The R-5 is a great little radio, but it is a little strange to configure. I notice you are from Buffalo, which is my home town.
...moved to Orlando about 20 years ago
This forum and site is an incredible resource for info, but after Googling around, I found someone else struggling with the radio and a response that may help:
Getting started with the ICOM IC_R5 - FixYa
I'm NOT affiliated with them in any way, but this guy makes some great spiral bound, laminated guides:
Nifty HF/VHF/UHF Bands Operating Guide
The other great thing is that you live in Buffalo! What a scanner friendly area compared to many other parts of the country.
As you know, Buffalo Police are on a single frequency. As I remember Niagara Falls and Niagara County Sheriff are also on a single (possibly 2 frequencies.) Buffalo and Niagara Police are in the UHF part of the band, while Niagara County Sheriff is in the VHF part of the band. Search around this site and the net for VHF/UHF frequencies and get used to where things are. If you have time and patience, knowing where different bands are in the whole spectrum will be a big help. AM broadcast is near the bottom, while aircraft, television, business and public service frequencies are further up.
On the radio...
Get used to the V/M and BAND keys. Remember:
= short for VFO. Just know that this 'mode' allows you to tune up and down in frequency. Press the 'func' button while tuning with the top knob and you'll move much faster. Just like tuning up and down the AM/FM bands.

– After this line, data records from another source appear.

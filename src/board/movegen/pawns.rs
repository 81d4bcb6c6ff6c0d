use super::super::{Board, Color, Move, MoveList, PieceType, Position};

/// Squares diagonally ahead of a pawn of `color` on `from`.
pub(super) fn pawn_attacks(from: Position, color: Color) -> [Option<Position>; 2] {
    let dir = color.pawn_direction();
    [from.offset(dir, -1), from.offset(dir, 1)]
}

impl Board {
    /// Single and double pushes, diagonal captures, and promotions.
    ///
    /// En passant is not generated here.
    pub(crate) fn generate_pawn_moves(&self, from: Position, color: Color) -> MoveList {
        let mut moves = MoveList::with_capacity(12);
        let dir = color.pawn_direction();

        if let Some(one) = from.offset(dir, 0) {
            if self.is_empty(one) {
                push_pawn_move(&mut moves, from, one, color);

                if from.row() == color.pawn_start_rank() {
                    if let Some(two) = one.offset(dir, 0) {
                        if self.is_empty(two) {
                            moves.push(Move::new(from, two));
                        }
                    }
                }
            }
        }

        for to in pawn_attacks(from, color).into_iter().flatten() {
            if self.holds_enemy(to, color) {
                push_pawn_move(&mut moves, from, to, color);
            }
        }

        moves
    }
}

/// Push `from -> to`, expanding into one move per promotion type on the farthest rank.
fn push_pawn_move(moves: &mut MoveList, from: Position, to: Position, color: Color) {
    if to.row() == color.promotion_rank() {
        for kind in PieceType::PROMOTIONS {
            moves.push(Move::with_promotion(from, to, kind));
        }
    } else {
        moves.push(Move::new(from, to));
    }
}

#[cfg(test)]
mod tests {
    use crate::board::{Board, BoardBuilder, Color, Move, PieceType, Position};

    fn pos(s: &str) -> Position {
        s.parse().unwrap()
    }

    #[test]
    fn test_double_step_from_start_rank() {
        let board = Board::new();
        let moves = board.pseudo_legal_moves(pos("e2"));
        assert_eq!(moves.len(), 2);
        assert!(moves.contains(&Move::new(pos("e2"), pos("e4"))));

        let black = board.pseudo_legal_moves(pos("d7"));
        assert!(black.contains(&Move::new(pos("d7"), pos("d5"))));
    }

    #[test]
    fn test_double_step_blocked_on_second_square() {
        let board = BoardBuilder::starting_position()
            .piece(pos("e4"), Color::Black, PieceType::Knight)
            .build();
        let moves = board.pseudo_legal_moves(pos("e2"));
        assert_eq!(moves.len(), 1);
        assert_eq!(moves[0].end(), pos("e3"));
    }

    #[test]
    fn test_no_double_step_off_start_rank() {
        let board = BoardBuilder::new()
            .piece(pos("e3"), Color::White, PieceType::Pawn)
            .build();
        let moves = board.pseudo_legal_moves(pos("e3"));
        assert_eq!(moves.len(), 1);
    }

    #[test]
    fn test_blocked_pawn_has_no_push() {
        let board = BoardBuilder::new()
            .piece(pos("e2"), Color::White, PieceType::Pawn)
            .piece(pos("e3"), Color::Black, PieceType::Pawn)
            .build();
        assert!(board.pseudo_legal_moves(pos("e2")).is_empty());
    }

    #[test]
    fn test_captures_only_enemy_pieces() {
        let board = BoardBuilder::new()
            .piece(pos("d4"), Color::White, PieceType::Pawn)
            .piece(pos("c5"), Color::Black, PieceType::Bishop)
            .piece(pos("e5"), Color::White, PieceType::Knight)
            .build();
        let moves = board.pseudo_legal_moves(pos("d4"));
        assert!(moves.contains(&Move::new(pos("d4"), pos("c5"))));
        assert!(!moves.contains(&Move::new(pos("d4"), pos("e5"))));
        assert!(moves.contains(&Move::new(pos("d4"), pos("d5"))));
    }

    #[test]
    fn test_promotion_expands_to_four_moves() {
        let board = BoardBuilder::new()
            .piece(pos("e7"), Color::White, PieceType::Pawn)
            .build();
        let moves = board.pseudo_legal_moves(pos("e7"));
        assert_eq!(moves.len(), 4);
        for kind in PieceType::PROMOTIONS {
            assert!(moves.contains(&Move::with_promotion(pos("e7"), pos("e8"), kind)));
        }
    }

    #[test]
    fn test_black_capture_promotion() {
        let board = BoardBuilder::new()
            .piece(pos("b2"), Color::Black, PieceType::Pawn)
            .piece(pos("b1"), Color::White, PieceType::Knight)
            .piece(pos("a1"), Color::White, PieceType::Rook)
            .build();
        let moves = board.pseudo_legal_moves(pos("b2"));
        assert_eq!(moves.len(), 4);
        assert!(moves.iter().all(|m| m.end() == pos("a1")));
    }
}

= short for MEMORY mode. In memory mode, you're 'tuning' knob now moves up and down in memories that YOU store. As I remember, there were pre-programmed memories in my R-5. You can overwrite these memories, just like the pushbutton presets in your car radio.

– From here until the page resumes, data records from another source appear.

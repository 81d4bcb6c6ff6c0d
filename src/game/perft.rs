use super::Game;

impl Game {
    /// Count leaf nodes of the legal move tree to `depth` plies.
    #[must_use]
    pub fn perft(&self, depth: usize) -> u64 {
        if depth == 0 {
            return 1;
        }

        let moves = self.legal_moves();
        if depth == 1 {
            return moves.len() as u64;
        }

        let mut nodes = 0;
        for mv in moves {
            let Some(piece) = self.board().get(mv.start()) else {
                continue;
            };
            let mut child = self.clone();
            child.commit(mv, piece);
            nodes += child.perft(depth - 1);
        }
        nodes
    }
}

= this is where it really comes in handy to have a general guide of frequency ranges. You'll learn a lot about where to find things.
= short for 'tuning step'. When you go up and down in frequency, you move in steps, or chunks of frequency. The tuning step allows you to change the increment you move in frequency. Give it a try. Try setting TS to 5.0 and then to 12.5. Notice the difference. Again, knowing your bands will help here. Some bands use 5.0kHz steps, while others, like Buffalo and Niagara Police use 12.5.
Understand kHz and mHz. On your FM radio, WJYE is at 96.9mHz. mHz is to the left of the decimal point and kHz to the right. In this case, the frequency is 96(mHz) and 900(kHz). On AM radio, way down below, you haven't even reached 1mHz yet! In this case, WGR-AM is at 0mHz and 550kHz, or about half of 1mHz.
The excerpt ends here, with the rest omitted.